WORK INSTRUCTION:
Below are the records. List every line holding the word "reset".

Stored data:
○ ○ ○
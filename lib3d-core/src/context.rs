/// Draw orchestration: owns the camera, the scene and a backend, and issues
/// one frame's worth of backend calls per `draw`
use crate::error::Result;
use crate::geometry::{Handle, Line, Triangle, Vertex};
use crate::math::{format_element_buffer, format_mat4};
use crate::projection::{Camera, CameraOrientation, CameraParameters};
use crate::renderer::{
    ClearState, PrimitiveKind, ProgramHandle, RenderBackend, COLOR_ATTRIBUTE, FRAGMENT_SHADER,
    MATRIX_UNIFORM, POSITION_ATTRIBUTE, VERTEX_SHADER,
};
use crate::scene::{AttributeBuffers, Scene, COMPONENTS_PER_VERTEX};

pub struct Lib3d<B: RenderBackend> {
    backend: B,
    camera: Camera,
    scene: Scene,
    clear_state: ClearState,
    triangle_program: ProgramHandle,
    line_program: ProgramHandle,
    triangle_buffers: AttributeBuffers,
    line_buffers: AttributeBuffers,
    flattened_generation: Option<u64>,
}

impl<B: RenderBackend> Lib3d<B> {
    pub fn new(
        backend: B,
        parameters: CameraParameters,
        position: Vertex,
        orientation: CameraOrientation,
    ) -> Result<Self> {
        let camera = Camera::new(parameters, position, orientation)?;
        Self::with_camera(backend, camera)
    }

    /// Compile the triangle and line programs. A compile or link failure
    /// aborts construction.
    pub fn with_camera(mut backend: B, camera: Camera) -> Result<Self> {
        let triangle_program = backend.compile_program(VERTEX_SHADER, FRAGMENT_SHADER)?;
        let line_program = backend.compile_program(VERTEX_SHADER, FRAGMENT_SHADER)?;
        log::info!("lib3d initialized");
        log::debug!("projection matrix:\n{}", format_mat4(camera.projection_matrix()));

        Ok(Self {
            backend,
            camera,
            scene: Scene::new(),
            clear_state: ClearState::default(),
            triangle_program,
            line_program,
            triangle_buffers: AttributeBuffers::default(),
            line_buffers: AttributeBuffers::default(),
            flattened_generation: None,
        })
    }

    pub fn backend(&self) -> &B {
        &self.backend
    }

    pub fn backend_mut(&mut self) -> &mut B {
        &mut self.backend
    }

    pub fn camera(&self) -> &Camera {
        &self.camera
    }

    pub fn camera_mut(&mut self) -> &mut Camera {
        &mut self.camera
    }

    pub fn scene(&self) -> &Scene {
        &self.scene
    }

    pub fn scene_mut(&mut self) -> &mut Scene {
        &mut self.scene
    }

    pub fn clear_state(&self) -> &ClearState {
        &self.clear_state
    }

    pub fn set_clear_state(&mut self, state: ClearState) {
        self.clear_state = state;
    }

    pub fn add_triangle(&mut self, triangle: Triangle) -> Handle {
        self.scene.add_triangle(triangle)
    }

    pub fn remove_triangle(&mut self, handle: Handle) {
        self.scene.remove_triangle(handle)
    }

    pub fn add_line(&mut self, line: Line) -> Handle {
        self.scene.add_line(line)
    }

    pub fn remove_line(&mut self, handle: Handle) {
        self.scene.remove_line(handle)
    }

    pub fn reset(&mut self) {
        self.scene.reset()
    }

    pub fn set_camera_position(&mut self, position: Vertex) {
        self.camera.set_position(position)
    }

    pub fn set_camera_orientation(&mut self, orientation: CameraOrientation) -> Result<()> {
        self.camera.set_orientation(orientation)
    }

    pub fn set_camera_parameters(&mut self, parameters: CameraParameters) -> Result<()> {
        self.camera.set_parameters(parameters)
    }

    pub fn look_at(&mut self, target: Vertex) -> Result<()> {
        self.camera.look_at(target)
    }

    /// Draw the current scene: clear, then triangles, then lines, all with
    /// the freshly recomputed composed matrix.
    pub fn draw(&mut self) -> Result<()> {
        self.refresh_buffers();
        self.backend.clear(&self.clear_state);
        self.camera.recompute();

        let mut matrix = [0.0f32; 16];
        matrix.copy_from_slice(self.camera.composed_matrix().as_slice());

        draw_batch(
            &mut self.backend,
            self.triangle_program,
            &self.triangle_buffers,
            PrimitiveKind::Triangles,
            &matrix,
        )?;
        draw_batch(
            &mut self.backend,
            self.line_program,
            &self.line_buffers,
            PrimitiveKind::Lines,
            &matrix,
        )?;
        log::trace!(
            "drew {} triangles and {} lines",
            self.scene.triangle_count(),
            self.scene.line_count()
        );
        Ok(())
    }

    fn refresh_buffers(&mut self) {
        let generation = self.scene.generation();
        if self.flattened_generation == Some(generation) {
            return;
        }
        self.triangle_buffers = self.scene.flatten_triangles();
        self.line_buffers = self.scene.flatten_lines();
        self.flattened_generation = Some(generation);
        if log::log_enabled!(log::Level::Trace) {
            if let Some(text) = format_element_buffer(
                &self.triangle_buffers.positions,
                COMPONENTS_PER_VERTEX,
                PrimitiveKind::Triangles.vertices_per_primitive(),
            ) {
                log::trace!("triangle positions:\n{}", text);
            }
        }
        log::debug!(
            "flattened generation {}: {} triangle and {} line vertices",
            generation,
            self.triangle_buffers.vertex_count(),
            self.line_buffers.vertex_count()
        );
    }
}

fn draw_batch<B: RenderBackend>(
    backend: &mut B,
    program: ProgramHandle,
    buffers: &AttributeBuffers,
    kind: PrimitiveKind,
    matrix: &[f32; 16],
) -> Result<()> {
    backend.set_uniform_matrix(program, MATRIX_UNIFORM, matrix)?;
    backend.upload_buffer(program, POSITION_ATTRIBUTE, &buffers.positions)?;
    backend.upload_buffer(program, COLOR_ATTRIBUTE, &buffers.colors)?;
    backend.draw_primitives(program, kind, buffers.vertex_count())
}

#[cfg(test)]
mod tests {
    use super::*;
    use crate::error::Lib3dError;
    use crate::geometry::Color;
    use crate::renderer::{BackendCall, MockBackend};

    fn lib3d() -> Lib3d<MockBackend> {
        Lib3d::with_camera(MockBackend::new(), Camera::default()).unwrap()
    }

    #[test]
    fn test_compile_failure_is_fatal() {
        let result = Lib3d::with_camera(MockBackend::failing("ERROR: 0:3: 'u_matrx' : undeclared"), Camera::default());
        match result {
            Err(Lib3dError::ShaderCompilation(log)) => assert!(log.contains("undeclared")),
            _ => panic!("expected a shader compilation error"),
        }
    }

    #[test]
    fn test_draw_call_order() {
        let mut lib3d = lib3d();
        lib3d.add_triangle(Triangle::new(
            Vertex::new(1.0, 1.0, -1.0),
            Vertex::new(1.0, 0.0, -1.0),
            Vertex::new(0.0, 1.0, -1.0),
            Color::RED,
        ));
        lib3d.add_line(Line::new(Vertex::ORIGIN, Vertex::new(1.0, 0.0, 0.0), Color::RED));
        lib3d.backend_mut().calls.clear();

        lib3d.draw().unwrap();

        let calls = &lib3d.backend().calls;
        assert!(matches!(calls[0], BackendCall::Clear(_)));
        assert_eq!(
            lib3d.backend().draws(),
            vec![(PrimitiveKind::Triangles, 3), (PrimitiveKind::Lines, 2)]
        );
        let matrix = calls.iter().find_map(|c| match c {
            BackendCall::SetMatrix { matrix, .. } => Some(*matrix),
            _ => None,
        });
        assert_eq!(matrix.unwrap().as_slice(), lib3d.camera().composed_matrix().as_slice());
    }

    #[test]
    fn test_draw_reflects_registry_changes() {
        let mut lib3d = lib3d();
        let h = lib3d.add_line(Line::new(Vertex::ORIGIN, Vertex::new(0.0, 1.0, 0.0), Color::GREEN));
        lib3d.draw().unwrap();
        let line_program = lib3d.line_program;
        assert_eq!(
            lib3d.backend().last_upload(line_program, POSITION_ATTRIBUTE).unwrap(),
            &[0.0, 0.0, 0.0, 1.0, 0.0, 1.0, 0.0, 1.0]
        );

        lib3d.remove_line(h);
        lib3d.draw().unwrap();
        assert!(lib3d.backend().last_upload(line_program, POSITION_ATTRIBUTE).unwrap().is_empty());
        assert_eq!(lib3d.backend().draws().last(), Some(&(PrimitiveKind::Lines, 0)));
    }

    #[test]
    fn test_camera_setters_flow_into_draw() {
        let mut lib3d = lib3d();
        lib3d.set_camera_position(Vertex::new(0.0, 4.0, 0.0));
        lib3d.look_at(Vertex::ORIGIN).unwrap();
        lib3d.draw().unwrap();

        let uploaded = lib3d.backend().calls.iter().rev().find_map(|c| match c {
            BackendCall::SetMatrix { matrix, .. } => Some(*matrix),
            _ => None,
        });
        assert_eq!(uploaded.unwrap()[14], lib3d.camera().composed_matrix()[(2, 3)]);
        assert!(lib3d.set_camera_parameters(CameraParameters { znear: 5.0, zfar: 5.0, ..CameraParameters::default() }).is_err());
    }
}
○ ○ ○
ANSWER FOR THIS EXERCISE:
    pub fn reset(&mut self) {
        self.scene.reset()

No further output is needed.